Of course, the burden for these types of payment-related issues doesn’t fall exclusively on the patients themselves. Sometimes practices will fall into the trap of failing to send out invoices until the last possible minute. You’ll have X number of patients with outstanding balances who collectively owe Y amount of money, funds that you now need as soon as possible. You can’t reasonably expect to send out an invoice on a Monday and have all of those funds by Friday, even if patients are more than willing to settle what they owe.
Therefore, you need to be sending out patient invoices as soon after the initial appointment as possible. That way, people have ample time to make preparations on their end and you have enough time to properly budget the amount of money coming into the practice.
There are other ways to address cash flow issues with medical practices that don’t have anything to do with patients at all. One of the main ways involves taking a closer look at how you’re handling your relationship with your suppliers.

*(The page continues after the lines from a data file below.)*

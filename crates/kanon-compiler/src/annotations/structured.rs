//! OPA METADATA annotation blocks.
//!
//! A package-scoped block is a `# METADATA` comment followed by contiguous
//! comment lines holding YAML:
//!
//! ```text
//! # METADATA
//! # title: Deny latest tag
//! # description: Images must be pinned.
//! # custom:
//! #   enforcement: dryrun
//! #   matchers:
//! #     kinds:
//! #     - apiGroups: [""]
//! #       kinds: ["Pod"]
//! package container_deny_latest
//! ```

use std::collections::BTreeMap;

use serde_json::{Map, Value};
use tracing::debug;

use crate::error::AnnotationError;
use crate::parser::Comment;

/// Marker comment opening a METADATA block.
pub const METADATA_MARKER: &str = "METADATA";

type Result<T> = std::result::Result<T, AnnotationError>;

/// Values read from a METADATA block. Matchers and parameters stay raw until
/// normalization.
#[derive(Debug, Clone, Default, PartialEq)]
pub struct StructuredAnnotations {
    /// `title`.
    pub title: Option<String>,
    /// `description`.
    pub description: Option<String>,
    /// `custom.enforcement`.
    pub enforcement: Option<String>,
    /// `custom.skipConstraint`.
    pub skip_constraint: bool,
    /// `custom.skipTemplate`.
    pub skip_template: bool,
    /// `custom.matchers`, unnormalized.
    pub matchers: Option<Value>,
    /// `custom.parameters`, unnormalized.
    pub parameters: Option<Value>,
    /// `custom.annotations`.
    pub annotations: BTreeMap<String, String>,
    /// `custom.labels`.
    pub labels: BTreeMap<String, String>,
}

impl StructuredAnnotations {
    /// Parses the comments of a METADATA block (marker excluded).
    ///
    /// # Errors
    ///
    /// Returns an error for invalid YAML or a reserved key of the wrong type.
    pub fn parse(block: &[Comment]) -> Result<Self> {
        let yaml = block
            .iter()
            .map(|c| c.text.strip_prefix(' ').unwrap_or(&c.text))
            .collect::<Vec<_>>()
            .join("\n");

        Self::from_yaml(&yaml)
    }

    /// Parses METADATA YAML.
    ///
    /// # Errors
    ///
    /// Returns an error for invalid YAML or a reserved key of the wrong type.
    pub fn from_yaml(yaml: &str) -> Result<Self> {
        let root: Value = if yaml.trim().is_empty() {
            Value::Object(Map::new())
        } else {
            serde_yaml::from_str(yaml)?
        };
        let root = expect_object("METADATA", &root)?;

        let mut annotations = Self {
            title: optional(root, "title", "title", expect_str)?,
            description: optional(root, "description", "description", expect_str)?,
            ..Self::default()
        };

        let Some(custom) = root.get("custom") else {
            return Ok(annotations);
        };
        let custom = expect_object("custom", custom)?;

        annotations.enforcement = optional(custom, "enforcement", "enforcement", expect_str)?;
        annotations.skip_constraint =
            optional(custom, "skipConstraint", "skipConstraint", expect_bool)?.unwrap_or(false);
        annotations.skip_template =
            optional(custom, "skipTemplate", "skipTemplate", expect_bool)?.unwrap_or(false);
        annotations.annotations =
            optional(custom, "annotations", "annotations", expect_str_map)?.unwrap_or_default();
        annotations.labels = optional(custom, "labels", "labels", expect_str_map)?.unwrap_or_default();

        if let Some(matchers) = custom.get("matchers") {
            expect_object("matchers", matchers)?;
            annotations.matchers = Some(matchers.clone());
        }
        if let Some(parameters) = custom.get("parameters") {
            expect_object("parameters", parameters)?;
            annotations.parameters = Some(parameters.clone());
        }

        debug!(title = ?annotations.title, "Parsed METADATA block");
        Ok(annotations)
    }
}

/// Splits header comments into the METADATA block (marker excluded) and the
/// remaining comments.
///
/// The block runs from the marker through every directly following comment
/// line; the first gap in line numbers ends it.
#[must_use]
pub fn split_metadata_block(header: &[Comment]) -> (Option<Vec<Comment>>, Vec<Comment>) {
    let Some(start) = header
        .iter()
        .position(|c| c.text.trim() == METADATA_MARKER)
    else {
        return (None, header.to_vec());
    };

    let mut end = start + 1;
    while end < header.len() && header[end].line == header[end - 1].line + 1 {
        end += 1;
    }

    let block = header[start + 1..end].to_vec();
    let rest = header[..start]
        .iter()
        .chain(&header[end..])
        .cloned()
        .collect();

    (Some(block), rest)
}

/// Returns the JSON type name of a value.
pub(crate) const fn type_name(value: &Value) -> &'static str {
    match value {
        Value::Null => "null",
        Value::Bool(_) => "bool",
        Value::Number(_) => "number",
        Value::String(_) => "string",
        Value::Array(_) => "array",
        Value::Object(_) => "object",
    }
}

fn invalid(key: &str, expected: &'static str, value: &Value) -> AnnotationError {
    AnnotationError::InvalidType {
        key: key.to_string(),
        expected,
        actual: type_name(value),
    }
}

/// Reads an optional key with a typed accessor.
pub(crate) fn optional<T>(
    map: &Map<String, Value>,
    field: &str,
    key: &str,
    read: impl Fn(&str, &Value) -> Result<T>,
) -> Result<Option<T>> {
    map.get(field).map(|value| read(key, value)).transpose()
}

/// Reads a required key with a typed accessor.
pub(crate) fn required<T>(
    map: &Map<String, Value>,
    field: &str,
    key: &str,
    read: impl Fn(&str, &Value) -> Result<T>,
) -> Result<T> {
    optional(map, field, key, read)?.ok_or_else(|| AnnotationError::MissingKey {
        key: key.to_string(),
    })
}

pub(crate) fn expect_object<'a>(key: &str, value: &'a Value) -> Result<&'a Map<String, Value>> {
    value.as_object().ok_or_else(|| invalid(key, "an object", value))
}

pub(crate) fn expect_array<'a>(key: &str, value: &'a Value) -> Result<&'a Vec<Value>> {
    value.as_array().ok_or_else(|| invalid(key, "an array", value))
}

pub(crate) fn expect_str(key: &str, value: &Value) -> Result<String> {
    value
        .as_str()
        .map(str::to_string)
        .ok_or_else(|| invalid(key, "a string", value))
}

pub(crate) fn expect_bool(key: &str, value: &Value) -> Result<bool> {
    value.as_bool().ok_or_else(|| invalid(key, "a bool", value))
}

pub(crate) fn expect_str_list(key: &str, value: &Value) -> Result<Vec<String>> {
    expect_array(key, value)?
        .iter()
        .enumerate()
        .map(|(i, item)| expect_str(&format!("{key}[{i}]"), item))
        .collect()
}

pub(crate) fn expect_str_map(key: &str, value: &Value) -> Result<BTreeMap<String, String>> {
    expect_object(key, value)?
        .iter()
        .map(|(k, v)| Ok((k.clone(), expect_str(&format!("{key}.{k}"), v)?)))
        .collect()
}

Rather than paying a supplier at the exact moment you get an invoice, consider waiting to pay them on the actual due date. Remember that it’s called a “due date” for a reason. That way, those funds are still available should they be necessary elsewhere.
You could also take steps to reduce your supply inventory as much as possible. Especially as your practice continues to age, there will come a time when you know what you need and what you don’t. This will likely coincide with a period where you’re gathering more information about your patients themselves. Therefore, strategically reduce your inventory so that you’re not paying for anything more than you actually need.
In the end, cash flow is often an issue for many businesses – not just medical practices. But by following the tips outlined above, you can mitigate as much risk from this issue as possible.